WORK REQUIRED: Where does the string "bool" occur in the entries below? Copy every line where it does.

Items from a dataset
———
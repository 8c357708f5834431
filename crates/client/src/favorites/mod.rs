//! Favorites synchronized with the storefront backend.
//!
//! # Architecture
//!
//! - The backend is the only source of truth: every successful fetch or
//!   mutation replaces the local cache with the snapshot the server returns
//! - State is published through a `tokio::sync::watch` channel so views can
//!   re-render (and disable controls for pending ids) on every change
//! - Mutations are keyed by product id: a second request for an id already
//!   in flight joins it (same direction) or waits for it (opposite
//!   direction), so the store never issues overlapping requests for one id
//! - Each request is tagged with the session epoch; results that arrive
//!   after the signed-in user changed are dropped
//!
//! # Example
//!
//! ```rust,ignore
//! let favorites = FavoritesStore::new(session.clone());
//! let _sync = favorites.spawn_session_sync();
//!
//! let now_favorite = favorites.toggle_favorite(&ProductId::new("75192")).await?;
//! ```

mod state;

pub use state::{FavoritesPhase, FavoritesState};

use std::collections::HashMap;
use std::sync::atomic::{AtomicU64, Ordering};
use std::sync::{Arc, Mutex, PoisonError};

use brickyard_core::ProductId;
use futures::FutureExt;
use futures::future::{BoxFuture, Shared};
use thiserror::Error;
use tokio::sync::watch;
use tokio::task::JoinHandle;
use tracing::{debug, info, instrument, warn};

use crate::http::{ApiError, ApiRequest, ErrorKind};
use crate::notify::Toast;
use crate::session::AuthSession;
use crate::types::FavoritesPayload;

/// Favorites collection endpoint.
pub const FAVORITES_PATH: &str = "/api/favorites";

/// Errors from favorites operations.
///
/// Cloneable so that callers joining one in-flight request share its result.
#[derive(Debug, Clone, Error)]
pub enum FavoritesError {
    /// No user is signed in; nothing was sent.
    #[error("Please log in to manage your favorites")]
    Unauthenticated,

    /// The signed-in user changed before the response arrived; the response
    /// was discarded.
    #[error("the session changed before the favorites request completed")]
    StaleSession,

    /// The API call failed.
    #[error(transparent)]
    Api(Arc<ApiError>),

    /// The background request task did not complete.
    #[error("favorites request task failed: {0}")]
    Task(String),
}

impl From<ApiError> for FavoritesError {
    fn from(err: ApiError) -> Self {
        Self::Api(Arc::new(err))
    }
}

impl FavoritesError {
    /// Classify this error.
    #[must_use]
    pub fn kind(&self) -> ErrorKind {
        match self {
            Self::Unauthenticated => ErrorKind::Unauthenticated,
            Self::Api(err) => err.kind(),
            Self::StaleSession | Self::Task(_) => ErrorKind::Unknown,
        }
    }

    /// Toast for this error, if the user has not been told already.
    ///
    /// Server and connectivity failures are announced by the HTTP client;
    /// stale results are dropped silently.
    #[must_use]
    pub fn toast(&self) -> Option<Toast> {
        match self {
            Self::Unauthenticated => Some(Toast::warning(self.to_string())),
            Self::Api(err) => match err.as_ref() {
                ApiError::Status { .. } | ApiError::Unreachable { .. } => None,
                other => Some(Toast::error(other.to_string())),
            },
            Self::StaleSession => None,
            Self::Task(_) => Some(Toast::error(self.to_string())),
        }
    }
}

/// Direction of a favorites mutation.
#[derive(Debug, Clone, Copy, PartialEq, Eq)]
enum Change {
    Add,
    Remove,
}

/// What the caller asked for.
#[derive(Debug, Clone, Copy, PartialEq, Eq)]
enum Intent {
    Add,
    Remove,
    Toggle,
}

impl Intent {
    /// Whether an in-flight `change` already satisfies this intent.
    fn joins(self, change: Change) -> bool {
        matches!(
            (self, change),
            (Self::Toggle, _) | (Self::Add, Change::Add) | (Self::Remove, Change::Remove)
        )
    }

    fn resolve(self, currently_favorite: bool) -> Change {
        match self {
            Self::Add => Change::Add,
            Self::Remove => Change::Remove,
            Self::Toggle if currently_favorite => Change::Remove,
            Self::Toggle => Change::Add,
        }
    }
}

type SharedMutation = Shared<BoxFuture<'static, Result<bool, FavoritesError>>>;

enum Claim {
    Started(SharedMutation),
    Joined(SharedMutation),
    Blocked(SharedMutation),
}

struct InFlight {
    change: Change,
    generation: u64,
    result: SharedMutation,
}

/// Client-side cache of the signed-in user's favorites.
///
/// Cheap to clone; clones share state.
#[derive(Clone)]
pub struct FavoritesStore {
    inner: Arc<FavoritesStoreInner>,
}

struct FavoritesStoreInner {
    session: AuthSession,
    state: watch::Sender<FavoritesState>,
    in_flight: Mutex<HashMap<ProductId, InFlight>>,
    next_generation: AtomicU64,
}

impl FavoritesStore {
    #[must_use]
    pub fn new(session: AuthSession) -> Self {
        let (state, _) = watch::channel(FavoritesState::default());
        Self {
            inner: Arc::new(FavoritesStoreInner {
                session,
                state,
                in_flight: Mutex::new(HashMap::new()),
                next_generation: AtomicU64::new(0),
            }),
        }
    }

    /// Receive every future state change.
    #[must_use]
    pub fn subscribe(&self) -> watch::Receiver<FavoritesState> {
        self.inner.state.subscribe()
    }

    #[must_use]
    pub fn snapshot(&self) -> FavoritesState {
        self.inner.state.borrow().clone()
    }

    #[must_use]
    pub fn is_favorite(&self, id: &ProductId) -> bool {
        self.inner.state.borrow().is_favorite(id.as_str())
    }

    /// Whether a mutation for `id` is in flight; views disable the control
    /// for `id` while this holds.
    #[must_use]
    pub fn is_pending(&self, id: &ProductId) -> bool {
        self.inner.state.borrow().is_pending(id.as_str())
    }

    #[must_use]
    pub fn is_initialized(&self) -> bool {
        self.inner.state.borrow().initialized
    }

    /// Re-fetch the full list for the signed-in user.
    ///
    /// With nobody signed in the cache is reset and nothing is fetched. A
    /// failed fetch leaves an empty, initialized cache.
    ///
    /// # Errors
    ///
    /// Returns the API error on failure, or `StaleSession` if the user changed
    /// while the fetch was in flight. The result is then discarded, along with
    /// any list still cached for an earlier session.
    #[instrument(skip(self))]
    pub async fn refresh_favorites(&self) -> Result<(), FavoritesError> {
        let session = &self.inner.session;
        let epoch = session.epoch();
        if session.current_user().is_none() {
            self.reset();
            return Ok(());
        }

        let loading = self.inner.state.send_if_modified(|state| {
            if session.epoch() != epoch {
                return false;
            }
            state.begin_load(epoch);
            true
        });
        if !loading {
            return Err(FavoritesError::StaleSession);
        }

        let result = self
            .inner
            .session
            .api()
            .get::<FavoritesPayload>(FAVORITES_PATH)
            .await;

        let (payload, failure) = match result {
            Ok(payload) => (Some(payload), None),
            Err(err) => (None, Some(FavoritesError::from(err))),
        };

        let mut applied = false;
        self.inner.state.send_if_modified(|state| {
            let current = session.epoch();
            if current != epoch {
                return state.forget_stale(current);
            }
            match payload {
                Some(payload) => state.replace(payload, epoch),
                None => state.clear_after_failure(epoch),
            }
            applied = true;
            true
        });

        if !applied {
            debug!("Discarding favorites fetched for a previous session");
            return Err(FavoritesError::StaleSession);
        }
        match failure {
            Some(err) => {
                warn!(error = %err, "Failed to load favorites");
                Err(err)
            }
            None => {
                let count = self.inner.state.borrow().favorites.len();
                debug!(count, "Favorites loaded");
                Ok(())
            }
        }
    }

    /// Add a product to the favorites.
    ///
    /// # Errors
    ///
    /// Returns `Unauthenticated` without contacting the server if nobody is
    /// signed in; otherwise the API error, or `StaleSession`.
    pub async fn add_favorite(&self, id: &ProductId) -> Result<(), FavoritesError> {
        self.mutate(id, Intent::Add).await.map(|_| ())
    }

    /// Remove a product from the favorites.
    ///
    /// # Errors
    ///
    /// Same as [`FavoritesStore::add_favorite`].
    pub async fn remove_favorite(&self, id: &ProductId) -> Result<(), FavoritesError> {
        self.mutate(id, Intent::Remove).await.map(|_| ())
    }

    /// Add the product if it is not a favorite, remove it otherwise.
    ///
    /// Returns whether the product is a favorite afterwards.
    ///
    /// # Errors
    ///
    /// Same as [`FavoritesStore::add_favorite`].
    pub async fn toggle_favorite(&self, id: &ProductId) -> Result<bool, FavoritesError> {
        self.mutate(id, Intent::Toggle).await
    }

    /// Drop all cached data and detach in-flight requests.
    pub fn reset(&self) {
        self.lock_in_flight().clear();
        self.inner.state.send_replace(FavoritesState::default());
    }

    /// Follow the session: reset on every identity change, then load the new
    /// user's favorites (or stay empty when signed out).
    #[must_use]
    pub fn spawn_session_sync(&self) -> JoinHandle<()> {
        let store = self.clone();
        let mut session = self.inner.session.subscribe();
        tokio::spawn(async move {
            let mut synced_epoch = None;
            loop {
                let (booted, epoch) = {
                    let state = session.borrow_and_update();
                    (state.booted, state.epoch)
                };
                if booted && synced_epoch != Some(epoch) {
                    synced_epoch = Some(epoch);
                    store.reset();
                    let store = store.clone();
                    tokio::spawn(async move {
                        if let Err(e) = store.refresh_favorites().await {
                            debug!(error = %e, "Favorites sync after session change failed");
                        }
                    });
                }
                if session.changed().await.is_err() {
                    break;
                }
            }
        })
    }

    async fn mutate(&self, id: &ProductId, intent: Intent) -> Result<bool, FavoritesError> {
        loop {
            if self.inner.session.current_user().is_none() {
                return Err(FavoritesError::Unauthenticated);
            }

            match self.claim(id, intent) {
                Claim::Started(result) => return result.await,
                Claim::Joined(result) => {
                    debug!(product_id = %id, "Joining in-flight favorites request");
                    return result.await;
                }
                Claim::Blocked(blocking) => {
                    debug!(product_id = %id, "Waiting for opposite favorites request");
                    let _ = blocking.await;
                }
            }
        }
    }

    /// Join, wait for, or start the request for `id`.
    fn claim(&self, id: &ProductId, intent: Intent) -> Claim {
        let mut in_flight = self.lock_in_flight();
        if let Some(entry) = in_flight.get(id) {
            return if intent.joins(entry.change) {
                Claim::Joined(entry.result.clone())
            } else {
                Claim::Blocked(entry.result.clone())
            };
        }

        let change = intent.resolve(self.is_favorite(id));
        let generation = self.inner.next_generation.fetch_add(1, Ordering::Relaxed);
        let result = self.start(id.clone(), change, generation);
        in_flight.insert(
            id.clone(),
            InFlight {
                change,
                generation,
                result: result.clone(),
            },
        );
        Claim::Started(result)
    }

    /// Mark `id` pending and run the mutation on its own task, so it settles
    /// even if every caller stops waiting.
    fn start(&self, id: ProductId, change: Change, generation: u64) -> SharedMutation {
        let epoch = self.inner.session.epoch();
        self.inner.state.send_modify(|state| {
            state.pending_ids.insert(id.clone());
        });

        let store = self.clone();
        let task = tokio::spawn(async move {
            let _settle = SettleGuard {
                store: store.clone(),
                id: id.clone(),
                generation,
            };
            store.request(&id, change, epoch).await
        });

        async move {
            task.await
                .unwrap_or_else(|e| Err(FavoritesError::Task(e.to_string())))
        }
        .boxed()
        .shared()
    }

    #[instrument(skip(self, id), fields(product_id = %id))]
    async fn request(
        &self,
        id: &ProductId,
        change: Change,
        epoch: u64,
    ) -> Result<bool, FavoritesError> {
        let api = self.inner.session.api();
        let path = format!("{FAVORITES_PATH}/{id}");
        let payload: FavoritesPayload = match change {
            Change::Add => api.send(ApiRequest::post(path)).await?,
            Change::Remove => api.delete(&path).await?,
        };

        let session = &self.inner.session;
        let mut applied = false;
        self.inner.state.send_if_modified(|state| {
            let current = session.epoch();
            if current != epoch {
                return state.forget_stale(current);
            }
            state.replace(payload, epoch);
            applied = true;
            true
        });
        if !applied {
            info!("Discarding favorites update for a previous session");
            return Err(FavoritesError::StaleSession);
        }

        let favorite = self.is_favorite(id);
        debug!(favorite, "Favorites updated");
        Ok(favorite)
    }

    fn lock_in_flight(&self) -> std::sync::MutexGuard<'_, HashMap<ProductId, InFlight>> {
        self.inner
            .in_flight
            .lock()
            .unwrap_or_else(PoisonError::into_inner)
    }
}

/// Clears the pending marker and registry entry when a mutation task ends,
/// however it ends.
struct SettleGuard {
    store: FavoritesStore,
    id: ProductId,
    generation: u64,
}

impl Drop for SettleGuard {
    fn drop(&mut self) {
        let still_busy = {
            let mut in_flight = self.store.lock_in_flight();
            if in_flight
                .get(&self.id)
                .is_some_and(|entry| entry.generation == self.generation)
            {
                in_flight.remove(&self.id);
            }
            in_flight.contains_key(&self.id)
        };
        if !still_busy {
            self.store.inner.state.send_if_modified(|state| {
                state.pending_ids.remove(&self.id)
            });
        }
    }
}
———
EXERCISE SOLUTION:
    fn joins(self, change: Change) -> bool {
    fn resolve(self, currently_favorite: bool) -> Change {
type SharedMutation = Shared<BoxFuture<'static, Result<bool, FavoritesError>>>;
    pub fn is_favorite(&self, id: &ProductId) -> bool {
    pub fn is_pending(&self, id: &ProductId) -> bool {
    pub fn is_initialized(&self) -> bool {
    pub async fn toggle_favorite(&self, id: &ProductId) -> Result<bool, FavoritesError> {
    async fn mutate(&self, id: &ProductId, intent: Intent) -> Result<bool, FavoritesError> {
    ) -> Result<bool, FavoritesError> {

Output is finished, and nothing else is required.